Read through the lines below and copy the ones holding the string "maximum".
---*---
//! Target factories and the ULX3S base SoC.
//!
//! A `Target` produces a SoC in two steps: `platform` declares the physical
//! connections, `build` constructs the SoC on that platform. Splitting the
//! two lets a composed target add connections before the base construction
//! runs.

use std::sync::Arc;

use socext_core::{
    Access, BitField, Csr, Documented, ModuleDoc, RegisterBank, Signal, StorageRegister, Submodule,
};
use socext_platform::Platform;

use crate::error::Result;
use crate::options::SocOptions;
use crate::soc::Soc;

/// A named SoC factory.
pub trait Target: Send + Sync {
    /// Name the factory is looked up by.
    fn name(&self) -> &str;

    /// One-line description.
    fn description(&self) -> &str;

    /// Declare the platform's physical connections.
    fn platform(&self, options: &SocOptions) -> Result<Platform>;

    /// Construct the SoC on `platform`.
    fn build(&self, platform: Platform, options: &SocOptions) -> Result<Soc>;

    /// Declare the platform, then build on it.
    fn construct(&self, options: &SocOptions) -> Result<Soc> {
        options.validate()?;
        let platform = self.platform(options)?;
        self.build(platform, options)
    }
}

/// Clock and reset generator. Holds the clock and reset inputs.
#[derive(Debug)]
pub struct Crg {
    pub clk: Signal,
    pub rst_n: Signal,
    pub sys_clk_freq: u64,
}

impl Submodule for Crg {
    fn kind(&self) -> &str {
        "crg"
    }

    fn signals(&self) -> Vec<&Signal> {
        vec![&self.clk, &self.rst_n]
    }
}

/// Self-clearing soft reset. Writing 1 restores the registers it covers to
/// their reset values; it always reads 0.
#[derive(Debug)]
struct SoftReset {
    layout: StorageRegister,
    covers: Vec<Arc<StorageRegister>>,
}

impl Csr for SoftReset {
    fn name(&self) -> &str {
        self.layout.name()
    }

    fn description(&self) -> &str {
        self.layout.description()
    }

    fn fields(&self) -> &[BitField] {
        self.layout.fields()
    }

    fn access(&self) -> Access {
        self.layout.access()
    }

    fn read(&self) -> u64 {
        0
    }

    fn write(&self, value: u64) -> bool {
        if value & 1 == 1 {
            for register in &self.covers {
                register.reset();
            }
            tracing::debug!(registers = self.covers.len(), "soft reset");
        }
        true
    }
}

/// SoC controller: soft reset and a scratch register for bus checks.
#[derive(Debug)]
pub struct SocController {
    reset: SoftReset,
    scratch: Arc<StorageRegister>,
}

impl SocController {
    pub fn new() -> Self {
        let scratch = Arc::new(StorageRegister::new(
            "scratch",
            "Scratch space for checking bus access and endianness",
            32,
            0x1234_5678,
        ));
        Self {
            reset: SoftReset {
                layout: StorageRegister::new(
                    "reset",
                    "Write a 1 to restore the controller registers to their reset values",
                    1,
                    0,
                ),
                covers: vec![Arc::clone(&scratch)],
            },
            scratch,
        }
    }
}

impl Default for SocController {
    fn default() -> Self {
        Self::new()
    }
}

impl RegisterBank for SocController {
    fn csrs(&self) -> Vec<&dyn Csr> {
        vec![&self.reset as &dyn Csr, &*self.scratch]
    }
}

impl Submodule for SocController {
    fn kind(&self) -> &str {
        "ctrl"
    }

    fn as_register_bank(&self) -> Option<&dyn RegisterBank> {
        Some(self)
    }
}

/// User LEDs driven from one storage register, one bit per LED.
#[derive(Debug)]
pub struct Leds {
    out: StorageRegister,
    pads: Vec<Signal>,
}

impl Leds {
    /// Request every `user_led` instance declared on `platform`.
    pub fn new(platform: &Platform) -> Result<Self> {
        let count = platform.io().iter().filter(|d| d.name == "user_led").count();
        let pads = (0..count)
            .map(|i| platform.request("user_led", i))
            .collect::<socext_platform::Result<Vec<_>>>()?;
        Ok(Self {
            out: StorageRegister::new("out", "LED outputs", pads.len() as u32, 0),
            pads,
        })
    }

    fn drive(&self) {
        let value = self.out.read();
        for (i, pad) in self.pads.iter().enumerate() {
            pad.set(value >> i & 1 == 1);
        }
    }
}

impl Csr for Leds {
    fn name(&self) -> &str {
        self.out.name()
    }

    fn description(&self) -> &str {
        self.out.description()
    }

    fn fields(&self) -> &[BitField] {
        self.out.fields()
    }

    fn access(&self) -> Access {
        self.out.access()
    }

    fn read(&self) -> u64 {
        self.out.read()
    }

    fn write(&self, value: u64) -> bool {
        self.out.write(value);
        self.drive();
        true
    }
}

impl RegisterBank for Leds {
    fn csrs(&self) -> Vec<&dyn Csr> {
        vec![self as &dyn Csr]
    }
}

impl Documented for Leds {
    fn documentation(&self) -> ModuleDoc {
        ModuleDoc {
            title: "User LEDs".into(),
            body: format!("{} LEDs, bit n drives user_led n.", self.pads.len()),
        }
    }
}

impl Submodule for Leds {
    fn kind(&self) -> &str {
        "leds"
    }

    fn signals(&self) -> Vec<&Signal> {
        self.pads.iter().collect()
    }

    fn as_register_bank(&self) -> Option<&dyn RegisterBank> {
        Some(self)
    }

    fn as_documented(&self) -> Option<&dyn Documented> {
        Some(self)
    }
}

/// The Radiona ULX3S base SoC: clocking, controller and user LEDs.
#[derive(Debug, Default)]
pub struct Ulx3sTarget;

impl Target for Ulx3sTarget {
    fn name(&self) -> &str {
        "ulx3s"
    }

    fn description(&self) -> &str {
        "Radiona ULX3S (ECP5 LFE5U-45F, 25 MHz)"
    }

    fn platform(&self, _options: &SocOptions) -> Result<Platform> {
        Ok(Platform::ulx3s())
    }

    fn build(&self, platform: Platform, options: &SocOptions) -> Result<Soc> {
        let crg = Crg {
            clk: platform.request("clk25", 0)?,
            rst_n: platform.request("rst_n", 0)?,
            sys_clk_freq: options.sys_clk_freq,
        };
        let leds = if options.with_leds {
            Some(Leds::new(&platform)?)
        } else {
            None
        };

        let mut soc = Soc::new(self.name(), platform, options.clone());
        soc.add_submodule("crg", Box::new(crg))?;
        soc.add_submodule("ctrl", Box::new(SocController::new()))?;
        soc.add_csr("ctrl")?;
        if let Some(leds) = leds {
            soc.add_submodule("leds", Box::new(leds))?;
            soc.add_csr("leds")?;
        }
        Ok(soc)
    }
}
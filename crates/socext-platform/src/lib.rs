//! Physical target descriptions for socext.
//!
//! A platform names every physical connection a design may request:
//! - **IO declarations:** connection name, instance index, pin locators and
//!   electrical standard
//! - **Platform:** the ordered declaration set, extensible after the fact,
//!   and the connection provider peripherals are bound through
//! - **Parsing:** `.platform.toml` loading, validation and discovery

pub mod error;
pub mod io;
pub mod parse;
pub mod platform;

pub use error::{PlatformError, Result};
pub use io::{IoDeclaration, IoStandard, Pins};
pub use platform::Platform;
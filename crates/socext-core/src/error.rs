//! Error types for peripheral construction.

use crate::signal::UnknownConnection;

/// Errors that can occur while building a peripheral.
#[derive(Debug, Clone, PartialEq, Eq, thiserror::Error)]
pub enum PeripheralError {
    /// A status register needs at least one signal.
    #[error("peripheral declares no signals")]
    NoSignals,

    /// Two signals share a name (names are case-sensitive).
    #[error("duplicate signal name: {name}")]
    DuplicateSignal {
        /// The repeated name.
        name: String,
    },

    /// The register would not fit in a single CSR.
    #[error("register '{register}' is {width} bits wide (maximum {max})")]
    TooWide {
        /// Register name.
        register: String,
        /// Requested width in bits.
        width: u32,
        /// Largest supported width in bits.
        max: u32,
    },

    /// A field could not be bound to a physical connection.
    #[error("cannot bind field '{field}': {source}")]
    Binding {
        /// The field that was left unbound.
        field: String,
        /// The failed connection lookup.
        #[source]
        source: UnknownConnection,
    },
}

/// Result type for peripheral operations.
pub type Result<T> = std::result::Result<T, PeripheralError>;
---*---
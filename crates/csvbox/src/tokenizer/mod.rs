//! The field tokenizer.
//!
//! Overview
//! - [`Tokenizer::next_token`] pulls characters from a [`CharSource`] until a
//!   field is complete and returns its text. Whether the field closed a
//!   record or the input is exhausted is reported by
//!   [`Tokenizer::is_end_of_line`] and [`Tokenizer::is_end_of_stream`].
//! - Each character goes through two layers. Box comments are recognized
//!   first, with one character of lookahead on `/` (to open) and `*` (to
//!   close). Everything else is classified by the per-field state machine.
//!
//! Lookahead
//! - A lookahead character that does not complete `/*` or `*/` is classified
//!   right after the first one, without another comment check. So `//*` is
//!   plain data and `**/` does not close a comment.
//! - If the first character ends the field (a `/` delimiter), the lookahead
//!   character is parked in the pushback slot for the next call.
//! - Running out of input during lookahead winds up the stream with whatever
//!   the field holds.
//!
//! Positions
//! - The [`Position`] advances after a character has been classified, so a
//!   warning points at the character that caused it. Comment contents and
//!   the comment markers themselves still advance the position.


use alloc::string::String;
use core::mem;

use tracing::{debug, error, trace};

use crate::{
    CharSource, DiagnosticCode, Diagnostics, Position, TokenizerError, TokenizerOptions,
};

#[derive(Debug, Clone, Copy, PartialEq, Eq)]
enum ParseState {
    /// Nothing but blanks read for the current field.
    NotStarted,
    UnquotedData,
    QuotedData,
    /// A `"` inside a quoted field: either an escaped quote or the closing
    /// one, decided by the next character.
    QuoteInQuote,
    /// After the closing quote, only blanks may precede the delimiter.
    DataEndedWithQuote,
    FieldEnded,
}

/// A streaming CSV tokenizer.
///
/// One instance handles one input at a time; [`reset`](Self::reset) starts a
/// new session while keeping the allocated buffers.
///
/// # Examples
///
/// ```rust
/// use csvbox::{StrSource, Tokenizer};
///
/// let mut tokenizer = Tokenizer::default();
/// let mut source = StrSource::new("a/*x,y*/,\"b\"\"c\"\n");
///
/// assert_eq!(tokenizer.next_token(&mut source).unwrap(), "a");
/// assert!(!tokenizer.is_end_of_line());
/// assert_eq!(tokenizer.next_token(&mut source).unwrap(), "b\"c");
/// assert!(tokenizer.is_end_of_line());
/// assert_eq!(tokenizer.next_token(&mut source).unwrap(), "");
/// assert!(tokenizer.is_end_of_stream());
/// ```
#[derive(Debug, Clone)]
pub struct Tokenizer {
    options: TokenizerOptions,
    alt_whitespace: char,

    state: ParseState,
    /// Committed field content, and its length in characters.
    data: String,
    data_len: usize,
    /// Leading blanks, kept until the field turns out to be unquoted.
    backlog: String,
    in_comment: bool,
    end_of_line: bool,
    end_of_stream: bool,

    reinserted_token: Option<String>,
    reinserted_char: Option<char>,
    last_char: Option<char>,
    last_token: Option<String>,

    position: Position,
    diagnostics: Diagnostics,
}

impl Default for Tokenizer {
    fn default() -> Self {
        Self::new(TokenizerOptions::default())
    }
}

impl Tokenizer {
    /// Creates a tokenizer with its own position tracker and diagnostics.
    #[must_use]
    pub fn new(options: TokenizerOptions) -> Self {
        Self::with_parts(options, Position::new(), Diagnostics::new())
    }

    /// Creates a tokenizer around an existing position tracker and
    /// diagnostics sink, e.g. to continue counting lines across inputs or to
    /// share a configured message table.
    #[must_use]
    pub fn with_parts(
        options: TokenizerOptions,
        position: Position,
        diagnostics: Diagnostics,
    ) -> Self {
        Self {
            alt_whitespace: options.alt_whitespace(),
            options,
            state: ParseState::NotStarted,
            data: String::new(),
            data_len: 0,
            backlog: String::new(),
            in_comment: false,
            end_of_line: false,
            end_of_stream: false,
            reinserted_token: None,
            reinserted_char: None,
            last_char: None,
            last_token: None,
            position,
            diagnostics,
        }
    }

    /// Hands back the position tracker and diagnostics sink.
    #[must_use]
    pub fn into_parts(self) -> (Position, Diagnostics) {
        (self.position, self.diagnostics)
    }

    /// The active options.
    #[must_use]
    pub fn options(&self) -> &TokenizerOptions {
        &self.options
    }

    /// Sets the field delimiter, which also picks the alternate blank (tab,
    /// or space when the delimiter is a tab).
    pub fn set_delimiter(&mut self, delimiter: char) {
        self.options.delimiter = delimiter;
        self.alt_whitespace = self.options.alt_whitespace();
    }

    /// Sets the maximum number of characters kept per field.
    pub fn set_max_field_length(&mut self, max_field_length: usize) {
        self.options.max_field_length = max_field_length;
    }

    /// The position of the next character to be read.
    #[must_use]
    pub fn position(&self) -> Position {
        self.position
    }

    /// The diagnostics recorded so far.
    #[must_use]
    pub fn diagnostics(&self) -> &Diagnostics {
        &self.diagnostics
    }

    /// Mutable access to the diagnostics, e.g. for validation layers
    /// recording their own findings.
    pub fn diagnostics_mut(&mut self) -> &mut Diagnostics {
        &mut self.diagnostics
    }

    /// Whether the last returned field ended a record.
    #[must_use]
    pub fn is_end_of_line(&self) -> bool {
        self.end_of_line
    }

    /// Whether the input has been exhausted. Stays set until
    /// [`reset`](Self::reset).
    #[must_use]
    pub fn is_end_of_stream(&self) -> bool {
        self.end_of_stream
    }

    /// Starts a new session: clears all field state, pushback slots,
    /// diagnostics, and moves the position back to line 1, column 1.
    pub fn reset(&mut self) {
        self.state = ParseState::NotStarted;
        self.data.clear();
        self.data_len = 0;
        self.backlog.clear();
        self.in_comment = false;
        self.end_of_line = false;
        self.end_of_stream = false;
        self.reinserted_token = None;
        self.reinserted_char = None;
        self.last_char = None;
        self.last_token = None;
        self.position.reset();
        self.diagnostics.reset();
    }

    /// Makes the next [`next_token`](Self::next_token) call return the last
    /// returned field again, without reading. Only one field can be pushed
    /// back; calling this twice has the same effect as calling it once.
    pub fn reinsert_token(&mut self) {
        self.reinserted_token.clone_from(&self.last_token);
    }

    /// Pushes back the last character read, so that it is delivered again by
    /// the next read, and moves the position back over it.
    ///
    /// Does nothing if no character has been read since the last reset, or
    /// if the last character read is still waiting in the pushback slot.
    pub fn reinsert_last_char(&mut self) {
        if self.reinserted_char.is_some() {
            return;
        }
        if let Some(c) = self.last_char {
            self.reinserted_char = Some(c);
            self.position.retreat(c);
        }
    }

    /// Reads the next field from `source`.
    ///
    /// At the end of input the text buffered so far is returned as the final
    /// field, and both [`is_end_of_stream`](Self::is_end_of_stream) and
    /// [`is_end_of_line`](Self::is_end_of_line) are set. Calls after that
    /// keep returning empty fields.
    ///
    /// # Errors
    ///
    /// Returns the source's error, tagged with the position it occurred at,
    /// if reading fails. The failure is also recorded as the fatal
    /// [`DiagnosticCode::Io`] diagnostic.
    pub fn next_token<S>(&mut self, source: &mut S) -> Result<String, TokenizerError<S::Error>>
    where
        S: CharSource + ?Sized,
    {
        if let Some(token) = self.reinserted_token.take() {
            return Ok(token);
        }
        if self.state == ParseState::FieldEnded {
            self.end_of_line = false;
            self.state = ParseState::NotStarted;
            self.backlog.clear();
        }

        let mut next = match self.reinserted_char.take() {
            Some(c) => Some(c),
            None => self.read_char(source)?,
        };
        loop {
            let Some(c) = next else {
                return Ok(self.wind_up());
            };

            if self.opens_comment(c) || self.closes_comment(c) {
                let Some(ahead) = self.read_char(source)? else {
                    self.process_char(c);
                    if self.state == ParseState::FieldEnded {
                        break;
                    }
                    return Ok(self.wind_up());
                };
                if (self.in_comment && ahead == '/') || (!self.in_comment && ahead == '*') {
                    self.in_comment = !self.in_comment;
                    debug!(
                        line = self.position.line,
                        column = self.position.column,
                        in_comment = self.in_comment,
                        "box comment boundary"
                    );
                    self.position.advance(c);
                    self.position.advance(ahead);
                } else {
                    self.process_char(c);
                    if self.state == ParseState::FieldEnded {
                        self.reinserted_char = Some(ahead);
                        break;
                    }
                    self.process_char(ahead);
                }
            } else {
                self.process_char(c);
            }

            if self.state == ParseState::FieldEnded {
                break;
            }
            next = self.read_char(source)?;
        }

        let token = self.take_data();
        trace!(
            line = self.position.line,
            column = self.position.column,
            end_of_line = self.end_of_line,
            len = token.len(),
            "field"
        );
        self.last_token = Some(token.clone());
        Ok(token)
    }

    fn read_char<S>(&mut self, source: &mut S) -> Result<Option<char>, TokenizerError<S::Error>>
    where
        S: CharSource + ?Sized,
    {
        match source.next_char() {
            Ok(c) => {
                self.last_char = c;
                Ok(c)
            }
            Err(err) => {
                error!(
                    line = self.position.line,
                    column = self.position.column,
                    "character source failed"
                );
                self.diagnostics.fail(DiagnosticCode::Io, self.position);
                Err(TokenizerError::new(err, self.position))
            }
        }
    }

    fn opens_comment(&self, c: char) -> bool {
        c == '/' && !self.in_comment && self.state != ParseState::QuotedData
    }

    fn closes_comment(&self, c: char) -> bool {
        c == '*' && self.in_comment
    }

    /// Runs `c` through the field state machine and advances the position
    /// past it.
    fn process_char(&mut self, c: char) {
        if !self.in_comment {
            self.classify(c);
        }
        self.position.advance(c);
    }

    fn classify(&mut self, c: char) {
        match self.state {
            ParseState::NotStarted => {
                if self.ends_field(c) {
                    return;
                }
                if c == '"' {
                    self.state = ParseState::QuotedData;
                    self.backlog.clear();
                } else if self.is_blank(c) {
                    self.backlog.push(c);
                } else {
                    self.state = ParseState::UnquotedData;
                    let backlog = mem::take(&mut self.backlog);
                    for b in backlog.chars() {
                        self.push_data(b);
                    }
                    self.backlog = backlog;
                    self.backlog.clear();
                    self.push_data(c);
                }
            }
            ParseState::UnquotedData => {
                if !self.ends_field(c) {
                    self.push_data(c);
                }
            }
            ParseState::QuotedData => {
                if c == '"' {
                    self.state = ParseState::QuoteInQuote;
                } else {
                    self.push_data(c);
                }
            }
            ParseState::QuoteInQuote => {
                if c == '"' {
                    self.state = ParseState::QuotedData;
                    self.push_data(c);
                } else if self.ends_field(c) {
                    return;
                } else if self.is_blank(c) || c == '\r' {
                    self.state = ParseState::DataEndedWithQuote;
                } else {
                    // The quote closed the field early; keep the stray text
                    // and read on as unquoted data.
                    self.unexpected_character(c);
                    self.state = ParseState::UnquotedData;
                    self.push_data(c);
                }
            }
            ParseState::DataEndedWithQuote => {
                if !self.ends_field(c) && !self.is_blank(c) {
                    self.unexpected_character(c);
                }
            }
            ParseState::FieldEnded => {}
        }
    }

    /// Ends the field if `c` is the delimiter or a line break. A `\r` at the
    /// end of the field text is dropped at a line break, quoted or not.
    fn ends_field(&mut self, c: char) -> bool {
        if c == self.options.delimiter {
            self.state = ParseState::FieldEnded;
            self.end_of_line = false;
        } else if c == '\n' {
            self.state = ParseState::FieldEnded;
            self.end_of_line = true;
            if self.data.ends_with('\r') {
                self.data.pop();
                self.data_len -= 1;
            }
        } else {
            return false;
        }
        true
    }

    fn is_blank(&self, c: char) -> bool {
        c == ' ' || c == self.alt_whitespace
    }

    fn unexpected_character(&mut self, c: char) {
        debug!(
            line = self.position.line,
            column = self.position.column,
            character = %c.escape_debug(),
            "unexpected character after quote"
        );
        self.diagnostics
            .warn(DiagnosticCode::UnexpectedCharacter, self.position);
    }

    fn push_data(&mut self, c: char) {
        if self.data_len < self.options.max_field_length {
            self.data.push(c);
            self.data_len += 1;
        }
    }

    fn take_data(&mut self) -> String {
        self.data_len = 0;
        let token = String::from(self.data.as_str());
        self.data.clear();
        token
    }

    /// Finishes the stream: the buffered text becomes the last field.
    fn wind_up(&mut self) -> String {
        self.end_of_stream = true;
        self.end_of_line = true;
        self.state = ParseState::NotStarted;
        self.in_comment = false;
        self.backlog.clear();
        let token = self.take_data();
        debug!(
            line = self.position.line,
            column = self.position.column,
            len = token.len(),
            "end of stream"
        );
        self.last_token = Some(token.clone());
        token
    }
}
---*---
* **Your solution**
    #[error("register '{register}' is {width} bits wide (maximum {max})")]
    /// Sets the maximum number of characters kept per field.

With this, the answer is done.